The Vision: Peer Specialists will work successfully within multidisciplinary teams, support service engagement, influence team culture to be more responsive to young person lived experiences, strategically share their story, document services, maintain wellness and professionalism, role model and coach, provide community support, host groups and social activities and build strong working alliances with CSC participants.

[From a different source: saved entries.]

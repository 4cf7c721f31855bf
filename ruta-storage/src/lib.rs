//! Ruta Storage - Namespaced In-Memory Store
//!
//! The Store owns every cached value. It is partitioned into namespaces,
//! each with its own [`ExpirationPolicy`](ruta_core::ExpirationPolicy):
//!
//! - `primary`: business data, never expires on a timer
//! - `conversation`, `history`, `advanced`: TTL namespaces, expired lazily on
//!   read and eagerly by [`Store::purge_expired`] / [`expiry_sweeper_task`]
//!
//! Failures never escape the Store: they are logged with key context,
//! recorded as the key's last error, published as an `error` event and
//! converted to a `false`/`None` return.

pub mod lifecycle;
pub mod stats;
pub mod store;
pub mod sweeper;

pub use lifecycle::{KeyError, LifecycleState};
pub use stats::{NamespaceStats, StoreStats};
pub use store::{FlushTarget, Store};
pub use sweeper::{expiry_sweeper_task, SweeperMetrics};
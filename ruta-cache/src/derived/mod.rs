//! Derived-Index Manager
//!
//! Second-order indexes computed from the primary client and delivery
//! collections in the Store. They are never written back to the Store and
//! are rebuilt wholesale on every refresh, in a fixed order: zone×product,
//! time slot, frequency, route.

mod frequency;
mod route;
mod time_slot;
mod zone_product;

pub use frequency::{classify_frequency, FrequencyCategory, FrequencyProfile};
pub use route::RouteEntry;
pub use time_slot::{time_slot, TimeSlot};
pub use zone_product::zone_product_key;

use crate::retry::retry_until_ready;
use chrono::Utc;
use ruta_core::{
    normalize_zone, EntityKey, EntityType, Namespace, RetrySettings, RutaError, RutaResult,
    Timestamp,
};
use ruta_events::{EventDispatcher, LifecycleEvent};
use ruta_index::{ClientIndex, DeliveryIndex};
use ruta_storage::Store;
use std::collections::{BTreeMap, BTreeSet};
use std::sync::{Arc, RwLock, RwLockReadGuard};

const TARGET: &str = "derived";

// ============================================================================
// STATE
// ============================================================================

#[derive(Debug, Default)]
struct DerivedIndexes {
    zone_products: BTreeMap<String, BTreeSet<EntityKey>>,
    time_slots: BTreeMap<TimeSlot, BTreeSet<EntityKey>>,
    frequency: BTreeMap<FrequencyCategory, BTreeSet<EntityKey>>,
    profiles: BTreeMap<EntityKey, FrequencyProfile>,
    routes: BTreeMap<String, Vec<RouteEntry>>,
    refreshed_at: Option<Timestamp>,
}

impl DerivedIndexes {
    fn entries(&self) -> usize {
        self.zone_products.len()
            + self.time_slots.len()
            + self.frequency.len()
            + self.routes.len()
    }
}

/// Sizes of the derived maps at a point in time.
#[derive(Debug, Clone, PartialEq, Eq)]
pub struct DerivedSnapshot {
    pub zone_products: usize,
    pub time_slots: BTreeMap<TimeSlot, usize>,
    pub frequency: BTreeMap<FrequencyCategory, usize>,
    pub profiles: usize,
    pub routes: usize,
    pub refreshed_at: Option<Timestamp>,
}

// ============================================================================
// MANAGER
// ============================================================================

pub struct DerivedIndexManager {
    store: Arc<Store>,
    dispatcher: EventDispatcher,
    retry: RetrySettings,
    indexes: RwLock<DerivedIndexes>,
}

impl DerivedIndexManager {
    pub fn new(store: Arc<Store>, retry: RetrySettings) -> Self {
        let dispatcher = store.dispatcher().clone();
        Self {
            store,
            dispatcher,
            retry,
            indexes: RwLock::new(DerivedIndexes::default()),
        }
    }

    /// Rebuild every derived index from the Store's primary data.
    ///
    /// Waits with backoff while clients or deliveries are not cached yet and
    /// fails with [`DependencyError::NotReady`](ruta_core::DependencyError)
    /// once retries are exhausted. On failure the previous indexes are kept.
    pub async fn refresh(&self) -> RutaResult<DerivedSnapshot> {
        self.dispatcher.publish(&LifecycleEvent::BeforeRefresh {
            target: TARGET.to_string(),
        });

        let outcome = retry_until_ready(&self.retry, || self.read_primary()).await;
        let attempts = outcome.attempts();
        let (clients, deliveries) = match outcome.into_result() {
            Ok(value) => value,
            Err(e) => {
                let err = RutaError::from(e);
                tracing::error!(attempts, error = %err, "Derived index refresh failed");
                self.dispatcher
                    .publish(&LifecycleEvent::error(TARGET, err.to_string()));
                return Err(err);
            }
        };

        let zone_products = zone_product::build_zone_products(&clients, &deliveries);
        let time_slots = time_slot::build_time_slots(&clients);
        let frequency = frequency::build_frequency(&clients, &deliveries);
        let routes = route::build_routes(&clients);

        let rebuilt = DerivedIndexes {
            zone_products,
            time_slots,
            frequency: frequency.categories,
            profiles: frequency.profiles,
            routes,
            refreshed_at: Some(Utc::now()),
        };
        let entries = rebuilt.entries();

        match self.indexes.write() {
            Ok(mut indexes) => *indexes = rebuilt,
            Err(poisoned) => *poisoned.into_inner() = rebuilt,
        }

        let snapshot = self.snapshot();
        tracing::info!(
            attempts,
            zone_products = snapshot.zone_products,
            profiles = snapshot.profiles,
            routes = snapshot.routes,
            "Derived indexes refreshed"
        );
        self.dispatcher.publish(&LifecycleEvent::AfterRefresh {
            target: TARGET.to_string(),
            entries,
        });
        Ok(snapshot)
    }

    /// Clients in `zone` that have received `product_id`.
    pub fn clients_by_zone_and_product(&self, zone: &str, product_id: &str) -> BTreeSet<EntityKey> {
        self.read()
            .zone_products
            .get(&zone_product_key(zone, product_id))
            .cloned()
            .unwrap_or_default()
    }

    pub fn clients_by_time_slot(&self, slot: TimeSlot) -> BTreeSet<EntityKey> {
        self.read().time_slots.get(&slot).cloned().unwrap_or_default()
    }

    pub fn clients_by_frequency(&self, category: FrequencyCategory) -> BTreeSet<EntityKey> {
        self.read()
            .frequency
            .get(&category)
            .cloned()
            .unwrap_or_default()
    }

    pub fn frequency_profile(&self, client_id: &str) -> Option<FrequencyProfile> {
        self.read().profiles.get(client_id).cloned()
    }

    /// Route for `zone`, ordered by preferred time with untimed stops last.
    pub fn suggested_route(&self, zone: &str) -> Vec<RouteEntry> {
        let mut entries = self
            .read()
            .routes
            .get(&normalize_zone(zone))
            .cloned()
            .unwrap_or_default();
        route::sort_route(&mut entries);
        entries
    }

    pub fn snapshot(&self) -> DerivedSnapshot {
        let indexes = self.read();
        DerivedSnapshot {
            zone_products: indexes.zone_products.len(),
            time_slots: indexes
                .time_slots
                .iter()
                .map(|(slot, ids)| (*slot, ids.len()))
                .collect(),
            frequency: indexes
                .frequency
                .iter()
                .map(|(category, ids)| (*category, ids.len()))
                .collect(),
            profiles: indexes.profiles.len(),
            routes: indexes.routes.len(),
            refreshed_at: indexes.refreshed_at,
        }
    }

    // ------------------------------------------------------------------------
    // helpers
    // ------------------------------------------------------------------------

    fn read(&self) -> RwLockReadGuard<'_, DerivedIndexes> {
        self.indexes
            .read()
            .unwrap_or_else(|poisoned| poisoned.into_inner())
    }

    /// Both primary collections, or the `namespace/key` of each one missing.
    fn read_primary(&self) -> Result<(ClientIndex, DeliveryIndex), Vec<String>> {
        let clients: Option<ClientIndex> = self.read_collection(EntityType::Client);
        let deliveries: Option<DeliveryIndex> = self.read_collection(EntityType::Delivery);
        match (clients, deliveries) {
            (Some(clients), Some(deliveries)) => Ok((clients, deliveries)),
            (clients, deliveries) => {
                let mut missing = Vec::new();
                if clients.is_none() {
                    missing.push(dependency_name(EntityType::Client));
                }
                if deliveries.is_none() {
                    missing.push(dependency_name(EntityType::Delivery));
                }
                Err(missing)
            }
        }
    }

    fn read_collection<T: serde::de::DeserializeOwned>(&self, entity_type: EntityType) -> Option<T> {
        self.store.get(Namespace::Primary, entity_type.cache_key())
    }
}

fn dependency_name(entity_type: EntityType) -> String {
    format!("{}/{}", Namespace::Primary, entity_type.cache_key())
}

The Reality: The dominant narrative within CSC, and where CSC is implemented, is clinical and does not embrace (and arguably rejects) core Peer Support principles, including mutuality and "nothing about us without us." Most CSC teams operate within adult community mental health or university-based clinics, not peer-run or youth-centric organizations. Other disciplines on CSC teams (e.g., psychiatrists, social workers) are taught to limit self-disclosure and use evidence-based methods that inherently reject alternative illness and healing narratives. Compared to other CSC team members, peers tend to be lower paid, younger, and individuals of color. In a recent study with 25 CSC teams with peers, 84% had only one peer and most were part-time (SAMHSA, 2019). Thus, peers, who are the lowest paid and who have the least power (and presence) on CSC teams, must educate colleagues on the value of their role, challenge the dominant clinical narrative, and speak up "appropriately" when colleagues make discriminatory, racist, sexist, classist, and/or ablest remarks. Peers are subject to tokenism, microaggressions, being ignored, and feeling pressured to advocate or answer uncomfortable questions – and later regretting their responses. Particularly during COVID-19, peers have been leveraged as self-care and virtual technologist experts – educating their colleagues on how to maintain health and wellness when stressed and facing adversity as well as how to best use smartphones and computers to engage CSC participants creatively through video chat platforms.
The Solution: Peers need equitable roles on CSC teams in regards to pay, benefits, responsibilities, support and professional growth opportunities. Peers cannot be solely responsible to be the culture carriers and engagement specialists on CSC teams. CSC Models must value and centralize peer support principles and practices to the extent that they do other treatment modalities. CSC teams must support peers in connecting to national and local peer networks, and professional development opportunities. Team-, program-, and system-level strategies aiming to build and retain peers in CSC must be evaluated.